ECLI:NL:RBALM:2012:BY5503

Rechtbank Almelo

Datum uitspraak
18 september 2012
Publicatiedatum
5 april 2013
Zaaknummer
130226/FT-RK 12.759
Instantie
Rechtbank Almelo
Type
Uitspraak
Rechtsgebied
Civiel recht; Insolventierecht
Procedures
  • Eerste aanleg - enkelvoudig
Rechters
Vindplaatsen
  • Rechtspraak.nl
AI samenvatting door LexboostAutomatisch gegenereerd

Afwijzing verzoek tot toelating schuldsanering wegens kwade trouw en onvoldoende onderbouwing

In deze zaak heeft de Rechtbank Almelo op 18 september 2012 uitspraak gedaan over het verzoek van een alleenstaande man van 46 jaar om toegelaten te worden tot de wettelijke schuldsaneringsregeling. De verzoeker, die analfabeet is en onder beschermingsbewind staat, heeft een totale schuldenlast van € 19.627,52. De rechtbank heeft vastgesteld dat de schulden van de verzoeker, waaronder een schuld aan woningstichting De Woonplaats en schulden aan KPN en Telfort, te kwader trouw zijn ontstaan. De verzoeker heeft verklaard dat zijn schuld aan de woningstichting is ontstaan tijdens zijn detentie, omdat hij de huur niet heeft opgezegd. De rechtbank oordeelt dat deze schuld verwijtbaar is, aangezien de verzoeker tijdens zijn detentie niet heeft gehandeld om zijn financiële situatie te verbeteren.

Daarnaast heeft de rechtbank geoordeeld dat de verzoeker onvoldoende aannemelijk heeft gemaakt dat hij zijn verplichtingen uit de schuldsaneringsregeling zal nakomen. De verzoeker heeft een aanzienlijk strafrechtelijk verleden en heeft niet onderbouwd dat hij arbeidsongeschikt is. De verklaringen van zijn begeleider en beschermingsbewindvoerder over zijn zwakbegaafdheid en psychische problemen zijn niet voldoende onderbouwd. De rechtbank concludeert dat de verzoeker niet in staat is om de verplichtingen uit de regeling na te komen, ondanks de ondersteuning die hij heeft ontvangen.

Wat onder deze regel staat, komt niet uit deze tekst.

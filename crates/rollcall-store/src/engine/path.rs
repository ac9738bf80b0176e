//! Collection paths - the persisted layout of the store
//!
//! Three collections exist: the member roster, the archived sessions,
//! and one attendance sub-collection per session.

use std::fmt;

use rollcall_core::DocumentId;

/// Path to a collection or sub-collection
#[derive(Debug, Clone, Copy, PartialEq, Eq, Hash)]
pub enum CollectionPath {
    /// The member roster
    Members,
    /// Archived session entries
    Sessions,
    /// Attendance snapshots under one session entry
    Attendance(DocumentId),
}

impl CollectionPath {
    /// The flat string key identifying the collection inside the engine
    pub fn key(&self) -> String {
        match self {
            Self::Members => "members".to_string(),
            Self::Sessions => "sessions".to_string(),
            Self::Attendance(entry_id) => format!("sessions/{entry_id}/attendance"),
        }
    }
}

impl fmt::Display for CollectionPath {
    fn fmt(&self, f: &mut fmt::Formatter<'_>) -> fmt::Result {
        f.write_str(&self.key())
    }
}
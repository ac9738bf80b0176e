//! Document ID - unique identifier for stored documents
//!
//! A thin newtype over a v4 UUID. Serialized as a string so the same
//! identifier round-trips through JSON document bodies unchanged.

use serde::{Deserialize, Serialize};
use std::fmt;
use uuid::Uuid;

/// Unique identifier assigned to every stored document
#[derive(
    Debug, Clone, Copy, PartialEq, Eq, PartialOrd, Ord, Hash, Serialize, Deserialize, Default,
)]
#[serde(transparent)]
pub struct DocumentId(Uuid);

impl DocumentId {
    /// Generate a fresh random ID
    pub fn new() -> Self {
        Self(Uuid::new_v4())
    }

    /// Wrap an existing UUID
    #[inline]
    pub const fn from_uuid(id: Uuid) -> Self {
        Self(id)
    }

    /// Get the inner UUID
    #[inline]
    pub const fn into_inner(self) -> Uuid {
        self.0
    }

    /// Check if the ID is the nil UUID (uninitialized)
    #[inline]
    pub fn is_nil(&self) -> bool {
        self.0.is_nil()
    }

    /// Parse from string representation
    pub fn parse(s: &str) -> Result<Self, DocumentIdParseError> {
        Uuid::parse_str(s)
            .map(DocumentId)
            .map_err(|_| DocumentIdParseError::InvalidFormat)
    }
}

/// Error when parsing a DocumentId from string
#[derive(Debug, Clone, Copy, PartialEq, Eq, thiserror::Error)]
pub enum DocumentIdParseError {
    #[error("invalid document id format")]
    InvalidFormat,
}

impl fmt::Display for DocumentId {
    fn fmt(&self, f: &mut fmt::Formatter<'_>) -> fmt::Result {
        write!(f, "{}", self.0)
    }
}

impl From<Uuid> for DocumentId {
    fn from(id: Uuid) -> Self {
        Self(id)
    }
}

impl From<DocumentId> for Uuid {
    fn from(id: DocumentId) -> Self {
        id.0
    }
}

impl std::str::FromStr for DocumentId {
    type Err = DocumentIdParseError;

    fn from_str(s: &str) -> Result<Self, Self::Err> {
        DocumentId::parse(s)
    }
}
//! Application configuration structs
//!
//! Loads configuration from environment variables (with `.env` support).

use serde::Deserialize;
use std::env;

/// Main application configuration
#[derive(Debug, Clone, Deserialize)]
pub struct AppConfig {
    pub app: AppSettings,
}

/// General application settings
#[derive(Debug, Clone, Deserialize)]
pub struct AppSettings {
    #[serde(default = "default_app_name")]
    pub name: String,
    #[serde(default = "default_env")]
    pub env: Environment,
}

/// Environment type
#[derive(Debug, Clone, Copy, PartialEq, Eq, Deserialize, Default)]
#[serde(rename_all = "lowercase")]
pub enum Environment {
    #[default]
    Development,
    Staging,
    Production,
}

impl Environment {
    #[must_use]
    pub fn is_production(&self) -> bool {
        matches!(self, Self::Production)
    }

    #[must_use]
    pub fn is_development(&self) -> bool {
        matches!(self, Self::Development)
    }
}

// Default value functions
fn default_app_name() -> String {
    "rollcall".to_string()
}

fn default_env() -> Environment {
    Environment::Development
}

impl AppConfig {
    /// Load configuration from environment variables
    ///
    /// # Errors
    /// Returns an error if `APP_ENV` is set to an unknown value
    pub fn from_env() -> Result<Self, ConfigError> {
        // Load .env file if present (ignore errors if not found)
        let _ = dotenvy::dotenv();

        let env = match env::var("APP_ENV") {
            Ok(s) => match s.to_lowercase().as_str() {
                "production" => Environment::Production,
                "staging" => Environment::Staging,
                "development" => Environment::Development,
                _ => return Err(ConfigError::InvalidValue("APP_ENV", s)),
            },
            Err(_) => default_env(),
        };

        Ok(Self {
            app: AppSettings {
                name: env::var("APP_NAME").unwrap_or_else(|_| default_app_name()),
                env,
            },
        })
    }
}

/// Configuration errors
#[derive(Debug, thiserror::Error)]
pub enum ConfigError {
    #[error("Missing required environment variable: {0}")]
    MissingVar(&'static str),

    #[error("Invalid value for {0}: {1}")]
    InvalidValue(&'static str, String),
}
//! Response DTOs for service operations
//!
//! All response DTOs implement `Serialize` for JSON output. Document
//! IDs are serialized as strings for JavaScript compatibility.

use chrono::{DateTime, Utc};
use serde::Serialize;

/// One roster member as presented to operators
#[derive(Debug, Clone, Serialize)]
pub struct MemberResponse {
    pub id: String,
    pub name: String,
    pub role: String,
    #[serde(skip_serializing_if = "Option::is_none")]
    pub category: Option<String>,
    pub default_status: String,
    pub created_at: DateTime<Utc>,
}

/// One archived session (without its snapshot children)
#[derive(Debug, Clone, Serialize)]
pub struct ArchiveEntryResponse {
    pub id: String,
    pub title: String,
    pub location: String,
    pub day_key: String,
    pub created_at: DateTime<Utc>,
}

/// One frozen attendance record inside an archive entry
#[derive(Debug, Clone, Serialize)]
pub struct SnapshotResponse {
    pub id: String,
    pub name: String,
    #[serde(skip_serializing_if = "Option::is_none")]
    pub category: Option<String>,
    pub status: String,
    pub recorded_at: DateTime<Utc>,
}

/// Per-status counts for one archive entry
#[derive(Debug, Clone, Serialize)]
pub struct TallyResponse {
    pub present: usize,
    pub excused: usize,
    pub sick: usize,
    pub unexcused: usize,
    pub total: usize,
}

/// Quota state for one calendar day
#[derive(Debug, Clone, Serialize)]
pub struct QuotaResponse {
    pub day_key: String,
    pub used: usize,
    pub limit: usize,
    pub remaining: usize,
}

Op basis van deze overwegingen heeft de rechtbank het verzoek tot toelating tot de schuldsanering afgewezen, met verwijzing naar artikel 288 van de Faillissementswet. De rechtbank heeft geen bijzondere omstandigheden kunnen vaststellen die een andere beslissing rechtvaardigen. Het vonnis is uitgesproken in tegenwoordigheid van de griffier.

Uitspraak

RECHTBANK ALMELO
Sector civiel recht
Faillissement
zaaknummer: 130226/FT-RK 12.759
datum vonnis: 18 september 2012
Vonnis van de rechtbank Almelo, enkelvoudige kamer voor burgerlijke zaken, op het verzoek van:
[Verzoeker],
wonende te [woonplaats], [adres],
verzoeker,
verder te noemen: [verzoeker],
Het procesverloop
[verzoeker] heeft een verzoekschrift ingediend de toepassing van de wettelijke schuldsaneringsregeling uit te spreken.
De zaak is behandeld ter terechtzitting van 4 september 2012. Ter zitting zijn [verzoeker], zijn begeleider van Zorggroep Manna, de heer [P], en de beschermingsbewindvoerder, de heer [K] van de Stadsbank Oost Nederland, verschenen. Van de behandeling heeft de griffier aantekeningen gemaakt.
Het vonnis is bepaald op vandaag.
De beoordeling
De feiten
[Verzoeker] is een alleenstaande man van 46 jaar. [Verzoeker] is analfabeet, staat onder ambulante (woon)begeleiding van Zorggroep Manna en is op 8 september 2011 onder beschermingsbewind gesteld.
[Verzoeker] ontvangt een WWB-uitkering van ongeveer € 888,72 netto per maand.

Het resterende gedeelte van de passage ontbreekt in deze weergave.